Formoterol's effects on the cardiovascular system are well known, but whether these effects are altered by the reformulation of inhalers to replace CFC propellants with HFA propellants is not.

OBJECTIVES

To evaluate the effect of cumulative doses up to 96 microg of formoterol delivered via an HFA-134a-propelled pMDI, on cardiac safety and the QTc interval, compared the same cumulative doses delivered via a DPI, in adult patients with moderate-to-severe asthma.

METHODS

This study was a multicenter, double-blind, double-dummy, placebo-controlled, three-period, crossover trial in which 22 patients with moderate-to-severe asthma received cumulative doses up to 96 microg of formoterol (12 + 12 + 24 + 48 microg) delivered via a pMDI or a dry power inhaler (DPI). Vital signs and fourteen 12-lead ECG measurements were taken at each clinic visit and at 5-10 days after the final drug administration.

RESULTS

An increase from baseline in QTc interval was observed with all formoterol treatment arms in a dose-dependent manner. The maximum increases were 56.3, 62.6 and 25.0 ms for the formoterol pMDI, formoterol DPI and placebo treatments, respectively.

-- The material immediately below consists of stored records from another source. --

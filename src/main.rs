//! Main application entry point (CLI binary).
//!
//! This is a thin wrapper around the `link_sentinel` library that handles:
//! - Command-line argument parsing
//! - Environment variable loading (.env file)
//! - Logger initialization
//! - Serving the HTTP API until Ctrl-C
//!
//! All core functionality is implemented in the library crate.

use std::process;
use std::sync::Arc;

use anyhow::{Context, Result};
use clap::Parser;
use tokio_util::sync::CancellationToken;

use link_sentinel::initialization::init_logger_with;
use link_sentinel::{server, Config, Gatekeeper, LinkSentinel, SentinelContext};

async fn run(config: Config) -> Result<()> {
    let ctx = SentinelContext::from_config(&config).await?;

    match ctx.cache.purge_expired().await {
        Ok(0) => {}
        Ok(n) => log::info!("Purged {} expired resolver cache entries", n),
        Err(e) => log::warn!("Failed to purge resolver cache: {}", e),
    }

    let service = Arc::new(LinkSentinel::new(ctx, Gatekeeper::new(config.api_key.clone())));

    let shutdown = CancellationToken::new();
    let signal = shutdown.clone();
    tokio::spawn(async move {
        if tokio::signal::ctrl_c().await.is_ok() {
            log::info!("Shutdown requested");
        }
        signal.cancel();
    });

    server::serve(&config.listen_addr, config.port, service, shutdown)
        .await
        .context("API server failed")
}

#[tokio::main]
async fn main() -> Result<()> {
    // Load environment variables from .env file (if it exists)
    if dotenvy::dotenv().is_err() {
        if let Ok(exe_path) = std::env::current_exe() {
            if let Some(exe_dir) = exe_path.parent() {
                let env_path = exe_dir.join(".env");
                if env_path.exists() {
                    let _ = dotenvy::from_path(&env_path);
                }
            }
        }
    }

    let config = Config::parse();

    let log_level = config.log_level.clone();
    let log_format = config.log_format.clone();
    init_logger_with(log_level.into(), log_format).context("Failed to initialize logger")?;

    if let Err(e) = run(config).await {
        eprintln!("link_sentinel error: {:#}", e);
        process::exit(1);
    }
    Ok(())
}
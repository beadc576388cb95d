// storage/migrations.rs
// Database migration management

use sqlx::{Pool, Sqlite};

/// Runs SQLx migrations located in the `migrations/` directory.
///
/// Every statement is `CREATE ... IF NOT EXISTS`, so running against an
/// existing database is a no-op.
pub async fn run_migrations(pool: &Pool<Sqlite>) -> Result<(), anyhow::Error> {
    let migrations_dir = std::path::Path::new(env!("CARGO_MANIFEST_DIR")).join("migrations");
    let migrator = sqlx::migrate::Migrator::new(migrations_dir.as_path()).await?;
    migrator.run(pool).await?;
    Ok(())
}
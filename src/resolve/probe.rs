//! Single-hop HEAD probes.

use std::sync::Arc;
use std::time::Duration;

use async_trait::async_trait;
use reqwest::header::LOCATION;
use url::Url;

use crate::error_handling::{categorize_reqwest_error, ResolveError};

/// What one HEAD request told us.
#[derive(Debug, Clone, PartialEq, Eq)]
pub struct ProbeResponse {
    pub status: u16,
    /// Reason phrase, e.g. `Moved Permanently`.
    pub reason: String,
    pub location: Option<String>,
}

/// Issues a single header-only request without following redirects.
#[async_trait]
pub trait HeadProbe: Send + Sync {
    async fn head(&self, url: &Url, timeout: Duration) -> Result<ProbeResponse, ResolveError>;
}

/// [`HeadProbe`] over a shared `reqwest` client built with redirects disabled.
#[derive(Clone)]
pub struct ReqwestProbe {
    client: Arc<reqwest::Client>,
}

impl ReqwestProbe {
    pub fn new(client: Arc<reqwest::Client>) -> Self {
        Self { client }
    }
}

#[async_trait]
impl HeadProbe for ReqwestProbe {
    async fn head(&self, url: &Url, timeout: Duration) -> Result<ProbeResponse, ResolveError> {
        let response = self
            .client
            .head(url.clone())
            .timeout(timeout)
            .send()
            .await
            .map_err(|e| ResolveError::Upstream {
                url: url.to_string(),
                kind: categorize_reqwest_error(&e),
                message: e.to_string(),
            })?;

        let status = response.status();
        let location = response
            .headers()
            .get(LOCATION)
            .and_then(|v| v.to_str().ok())
            .map(|v| v.trim().to_string())
            .filter(|v| !v.is_empty());

        Ok(ProbeResponse {
            status: status.as_u16(),
            reason: status.canonical_reason().unwrap_or_default().to_string(),
            location,
        })
    }
}

/// Scripted probe for unit tests: fixed responses per URL, counted calls.
#[cfg(test)]
pub(crate) mod scripted {
    use std::collections::HashMap;
    use std::sync::atomic::{AtomicUsize, Ordering};
    use std::sync::Mutex;

    use super::*;
    use crate::error_handling::UpstreamKind;

    #[derive(Default)]
    pub(crate) struct ScriptedProbe {
        responses: Mutex<HashMap<String, ProbeResponse>>,
        calls: AtomicUsize,
    }

    impl ScriptedProbe {
        pub(crate) fn new() -> Self {
            Self::default()
        }

        pub(crate) fn respond(&self, url: &str, status: u16, location: Option<&str>) -> &Self {
            let reason = reqwest::StatusCode::from_u16(status)
                .ok()
                .and_then(|s| s.canonical_reason())
                .unwrap_or_default()
                .to_string();
            self.responses.lock().unwrap().insert(
                url.to_string(),
                ProbeResponse {
                    status,
                    reason,
                    location: location.map(str::to_string),
                },
            );
            self
        }

        pub(crate) fn calls(&self) -> usize {
            self.calls.load(Ordering::SeqCst)
        }
    }

    #[async_trait]
    impl HeadProbe for ScriptedProbe {
        async fn head(&self, url: &Url, _timeout: Duration) -> Result<ProbeResponse, ResolveError> {
            self.calls.fetch_add(1, Ordering::SeqCst);
            self.responses
                .lock()
                .unwrap()
                .get(url.as_str())
                .cloned()
                .ok_or_else(|| ResolveError::Upstream {
                    url: url.to_string(),
                    kind: UpstreamKind::Connect,
                    message: "connection refused".into(),
                })
        }
    }
}

#[cfg(test)]
mod tests {
    use super::*;
    use crate::error_handling::UpstreamKind;
    use crate::initialization::init_probe_client;
    use wiremock::matchers::{method, path};
    use wiremock::{Mock, MockServer, ResponseTemplate};

    fn probe() -> ReqwestProbe {
        ReqwestProbe::new(init_probe_client("LinkSentinel/test").expect("client"))
    }

    #[tokio::test]
    async fn test_head_reports_status_reason_and_location() {
        let server = MockServer::start().await;
        Mock::given(method("HEAD"))
            .and(path("/old/"))
            .respond_with(ResponseTemplate::new(301).insert_header("location", "/new/"))
            .expect(1)
            .mount(&server)
            .await;

        let url = Url::parse(&format!("{}/old/", server.uri())).unwrap();
        let response = probe().head(&url, Duration::from_secs(2)).await.unwrap();
        assert_eq!(response.status, 301);
        assert_eq!(response.reason, "Moved Permanently");
        assert_eq!(response.location.as_deref(), Some("/new/"));
    }

    #[tokio::test]
    async fn test_head_timeout_is_upstream_error() {
        let server = MockServer::start().await;
        Mock::given(method("HEAD"))
            .respond_with(ResponseTemplate::new(200).set_delay(Duration::from_millis(800)))
            .mount(&server)
            .await;

        let url = Url::parse(&format!("{}/slow/", server.uri())).unwrap();
        let err = probe()
            .head(&url, Duration::from_millis(100))
            .await
            .unwrap_err();
        match err {
            ResolveError::Upstream { kind, .. } => assert_eq!(kind, UpstreamKind::Timeout),
            other => panic!("unexpected error: {other:?}"),
        }
    }
}
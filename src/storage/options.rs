//! Named scan bookkeeping values (`last_started_ms`, `last_finished_ms`, ...).

use std::sync::Arc;

use sqlx::SqlitePool;

use crate::error_handling::DatabaseError;

pub const LAST_STARTED: &str = "scan_last_started_ms";
pub const LAST_FINISHED: &str = "scan_last_finished_ms";
pub const LAST_TYPE: &str = "scan_last_type";

pub struct OptionsStore {
    pool: Arc<SqlitePool>,
}

impl OptionsStore {
    pub fn new(pool: Arc<SqlitePool>) -> Self {
        Self { pool }
    }

    pub async fn get(&self, name: &str) -> Result<Option<String>, DatabaseError> {
        let value: Option<String> = sqlx::query_scalar("SELECT value FROM options WHERE name = ?")
            .bind(name)
            .fetch_optional(self.pool.as_ref())
            .await?;
        Ok(value)
    }

    pub async fn set(&self, name: &str, value: &str) -> Result<(), DatabaseError> {
        sqlx::query(
            "INSERT INTO options (name, value) VALUES (?, ?)
             ON CONFLICT(name) DO UPDATE SET value = excluded.value",
        )
        .bind(name)
        .bind(value)
        .execute(self.pool.as_ref())
        .await?;
        Ok(())
    }

    /// Reads a millisecond timestamp option; unparsable values read as absent.
    pub async fn get_ms(&self, name: &str) -> Result<Option<i64>, DatabaseError> {
        Ok(self.get(name).await?.and_then(|v| v.parse().ok()))
    }

    pub async fn set_ms(&self, name: &str, value: i64) -> Result<(), DatabaseError> {
        self.set(name, &value.to_string()).await
    }
}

Heart rate was increased by 10.7, 14.9 and 6.5 bpm in the pMDI, DPI and placebo groups, respectively. Both formoterol treatments were also associated with a decrease in diastolic blood pressure compared with placebo.

CONCLUSIONS

With respect to cardiovascular safety parameters, the administration of formoterol via a pMDI device is comparable to its delivery via a DPI.